MCP servers that mutate your platform/infrastructure
An AI Industry `hold my beer` kind of idea
Just when you think we have finally learned some hard won lessons... The AI industrial complex is here tripping over piles of cash shouting “hold my beer!”.
Of all the half thought out things I have encountered, the idea of having MCP servers make changes to your infrastructure or cloud platform has got to be up there with the daftest of them all.
Remember the days of engineers saying “it works on my machine”? Those days when deployment to production was a white knuckle ride, where you deployed over weekends to limit the blast radius of something going wrong. When you could never be sure that something did not get missed out until either everything worked fine, or you stared in horror at the chaos unfolding while desperately trying to roll back to the previous stable state.

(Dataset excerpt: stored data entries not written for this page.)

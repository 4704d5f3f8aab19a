use super::{CalendarStore, GroupDirectory, PersistenceError, PersistenceResult, StudentGroup};
use crate::class_session::DaySchedule;
use crate::holiday::CalendarEntry;
use parking_lot::Mutex;

#[derive(Debug, Default)]
struct MemoryState {
    schedule: Vec<DaySchedule>,
    entries: Vec<CalendarEntry>,
    groups: Vec<StudentGroup>,
    fail_reads: bool,
    fail_writes: bool,
    schedule_saves: usize,
    holiday_saves: usize,
}

/// Store kept entirely in memory. Reads and writes can be made to fail on
/// demand, which hosts use for demos and tests use for error paths.
#[derive(Debug, Default)]
pub struct MemoryCalendarStore {
    state: Mutex<MemoryState>,
}

impl MemoryCalendarStore {
    pub fn new() -> Self {
        Self::default()
    }

    pub fn with_schedule(self, schedule: Vec<DaySchedule>) -> Self {
        self.state.lock().schedule = schedule;
        self
    }

    pub fn with_entries(self, entries: Vec<CalendarEntry>) -> Self {
        self.state.lock().entries = entries;
        self
    }

    pub fn with_groups(self, groups: Vec<StudentGroup>) -> Self {
        self.state.lock().groups = groups;
        self
    }

    pub fn set_fail_reads(&self, fail: bool) {
        self.state.lock().fail_reads = fail;
    }

    pub fn set_fail_writes(&self, fail: bool) {
        self.state.lock().fail_writes = fail;
    }

    pub fn stored_schedule(&self) -> Vec<DaySchedule> {
        self.state.lock().schedule.clone()
    }

    pub fn stored_entries(&self) -> Vec<CalendarEntry> {
        self.state.lock().entries.clone()
    }

    pub fn schedule_saves(&self) -> usize {
        self.state.lock().schedule_saves
    }

    pub fn holiday_saves(&self) -> usize {
        self.state.lock().holiday_saves
    }

    fn check_read(state: &MemoryState) -> PersistenceResult<()> {
        if state.fail_reads {
            return Err(PersistenceError::Unavailable("read refused".into()));
        }
        Ok(())
    }

    fn check_write(state: &MemoryState) -> PersistenceResult<()> {
        if state.fail_writes {
            return Err(PersistenceError::Unavailable("write refused".into()));
        }
        Ok(())
    }
}

impl CalendarStore for MemoryCalendarStore {
    fn get_regular_schedule(&self) -> PersistenceResult<Vec<DaySchedule>> {
        let state = self.state.lock();
        Self::check_read(&state)?;
        Ok(state.schedule.clone())
    }

    fn save_regular_schedule(&self, schedule: &[DaySchedule]) -> PersistenceResult<()> {
        let mut state = self.state.lock();
        Self::check_write(&state)?;
        state.schedule = schedule.to_vec();
        state.schedule_saves += 1;
        Ok(())
    }

    fn get_holidays(&self) -> PersistenceResult<Vec<CalendarEntry>> {
        let state = self.state.lock();
        Self::check_read(&state)?;
        Ok(state.entries.clone())
    }

    fn save_holidays(&self, entries: &[CalendarEntry]) -> PersistenceResult<()> {
        let mut state = self.state.lock();
        Self::check_write(&state)?;
        state.entries = entries.to_vec();
        state.holiday_saves += 1;
        Ok(())
    }
}

impl GroupDirectory for MemoryCalendarStore {
    fn get_all_student_groups(&self) -> PersistenceResult<Vec<StudentGroup>> {
        let state = self.state.lock();
        Self::check_read(&state)?;
        Ok(state.groups.clone())
    }
}
pub mod calendar;
pub mod class_session;
pub mod editor;
pub mod entity;
pub mod holiday;
#[cfg(feature = "http_api")]
pub mod http_api;
pub mod manager;
pub mod persistence;
pub mod settings;
pub mod status;
pub mod validation;
pub mod views;

pub use calendar::{DayOfWeek, WeekType};
pub use class_session::{ClassSession, DaySchedule, SessionPlacement, WeeklySchedule};
pub use editor::{
    ClassDraft, ClassEditor, ClassField, Draft, Editor, EditorError, EditorMode, EntityDraft,
    FieldValue, HolidayDraft, HolidayEditor, HolidayField, VacationDraft, VacationEditor,
    VacationField,
};
pub use entity::{Entity, EntityKind, Identified};
pub use holiday::{CalendarEntry, Holiday, HolidayType, VacationPeriod, VacationType};
pub use manager::{CalendarManager, ManagerError};
#[cfg(feature = "sqlite")]
pub use persistence::sqlite::SqliteCalendarStore;
pub use persistence::{
    CalendarBackend, CalendarStore, GroupDirectory, JsonCalendarStore, MemoryCalendarStore,
    PersistenceError, SharedBackend, StudentGroup, export_entries_to_csv, import_entries_from_csv,
    open_backend,
};
pub use settings::{Settings, StoreBackend};
pub use status::{ClearPolicy, Clock, ManualClock, StatusBoard, SystemClock};
pub use validation::{FieldErrors, FormField};
pub use views::{DayGroup, ListAction, RowAction};
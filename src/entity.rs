use crate::class_session::ClassSession;
use crate::holiday::{Holiday, VacationPeriod};
use serde::{Deserialize, Serialize};
use std::fmt;
use std::str::FromStr;

/// Which of the three editable collections an action targets.
#[derive(Debug, Clone, Copy, PartialEq, Eq, Hash, Serialize, Deserialize)]
#[serde(rename_all = "lowercase")]
pub enum EntityKind {
    Class,
    Holiday,
    Vacation,
}

impl EntityKind {
    pub fn as_str(&self) -> &'static str {
        match self {
            EntityKind::Class => "class",
            EntityKind::Holiday => "holiday",
            EntityKind::Vacation => "vacation",
        }
    }
}

impl fmt::Display for EntityKind {
    fn fmt(&self, f: &mut fmt::Formatter<'_>) -> fmt::Result {
        f.write_str(self.as_str())
    }
}

impl FromStr for EntityKind {
    type Err = crate::calendar::UnknownValue;

    fn from_str(s: &str) -> Result<Self, Self::Err> {
        match s.trim().to_lowercase().as_str() {
            "class" | "classes" => Ok(EntityKind::Class),
            "holiday" | "holidays" => Ok(EntityKind::Holiday),
            "vacation" | "vacations" => Ok(EntityKind::Vacation),
            _ => Err(crate::calendar::UnknownValue {
                kind: "entity kind",
                value: s.to_string(),
            }),
        }
    }
}

/// A finished entity handed back by an editor.
#[derive(Debug, Clone, PartialEq)]
pub enum Entity {
    Class(ClassSession),
    Holiday(Holiday),
    Vacation(VacationPeriod),
}

impl Entity {
    pub fn kind(&self) -> EntityKind {
        match self {
            Entity::Class(_) => EntityKind::Class,
            Entity::Holiday(_) => EntityKind::Holiday,
            Entity::Vacation(_) => EntityKind::Vacation,
        }
    }

    pub fn id(&self) -> &str {
        match self {
            Entity::Class(session) => session.id(),
            Entity::Holiday(holiday) => holiday.id(),
            Entity::Vacation(period) => period.id(),
        }
    }
}

pub trait Identified {
    fn id(&self) -> &str;
}

pub fn new_entity_id() -> String {
    uuid::Uuid::new_v4().to_string()
}

/// Replace the item sharing `item`'s id, or append it. Returns true on replace.
pub fn upsert_by_id<T: Identified>(items: &mut Vec<T>, item: T) -> bool {
    match items.iter().position(|existing| existing.id() == item.id()) {
        Some(idx) => {
            items[idx] = item;
            true
        }
        None => {
            items.push(item);
            false
        }
    }
}

/// Drop every item with the given id. Returns true if anything was removed.
pub fn remove_by_id<T: Identified>(items: &mut Vec<T>, id: &str) -> bool {
    let before = items.len();
    items.retain(|item| item.id() != id);
    items.len() != before
}

#[cfg(test)]
mod tests {
    use super::*;

    #[derive(Debug, PartialEq)]
    struct Row(String, u8);

    impl Identified for Row {
        fn id(&self) -> &str {
            &self.0
        }
    }

    #[test]
    fn upsert_replaces_in_place() {
        let mut rows = vec![Row("a".into(), 1), Row("b".into(), 2)];
        assert!(upsert_by_id(&mut rows, Row("a".into(), 9)));
        assert_eq!(rows, vec![Row("a".into(), 9), Row("b".into(), 2)]);
        assert!(!upsert_by_id(&mut rows, Row("c".into(), 3)));
        assert_eq!(rows.len(), 3);
    }

    #[test]
    fn remove_reports_whether_anything_matched() {
        let mut rows = vec![Row("a".into(), 1)];
        assert!(!remove_by_id(&mut rows, "zzz"));
        assert!(remove_by_id(&mut rows, "a"));
        assert!(rows.is_empty());
    }

    #[test]
    fn generated_ids_are_unique() {
        assert_ne!(new_entity_id(), new_entity_id());
    }
}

I don’t think there is a single engineer that misses those days. So queue my utter amazement when I start seeing MCP servers appear that allows your favourite coding agent or AI tooling to literally make changes to the foundational pieces of the systems we build. Worst of all this is being pushed by the very platforms we build on.
For some bizarre reason these vendors think engineers want AI tooling to directly mutate their platforms. Worse yet they think that AI and Agentic AI “changes everything”.
I am here to tell you that AI absolutely bloody does not change anything when it comes to this topic! For more than a decade we fought the good fight to make the source repo the thing that drives everything. We adopted Infrastructure as Code (IaC) because it is the only reliable way to evolve a system and platform. The code became the source of truth. We could trust in what we have in our repos because what we had in our repos was what got deployed. Gone were the days of “ClickOps” and the horrors it inflicted.
Yet here we are with vendors trying to get us to hook non-deterministic tools to software that will directly make changes to platforms. The amnesia of the tech industry is baffling.
Why is this a bad idea?
Firstly if you cannot see the changes made to a platform then you have no idea what changes have taken place. Which means you cannot reliably deploy between different environments. How do you make the same changes between environments reliably? Sure you could save your instructions in a “plan” file in your repo for the agent to use next time, but isn’t it easier to just save the Terraform, Pulumi, Ansible, etc code instead?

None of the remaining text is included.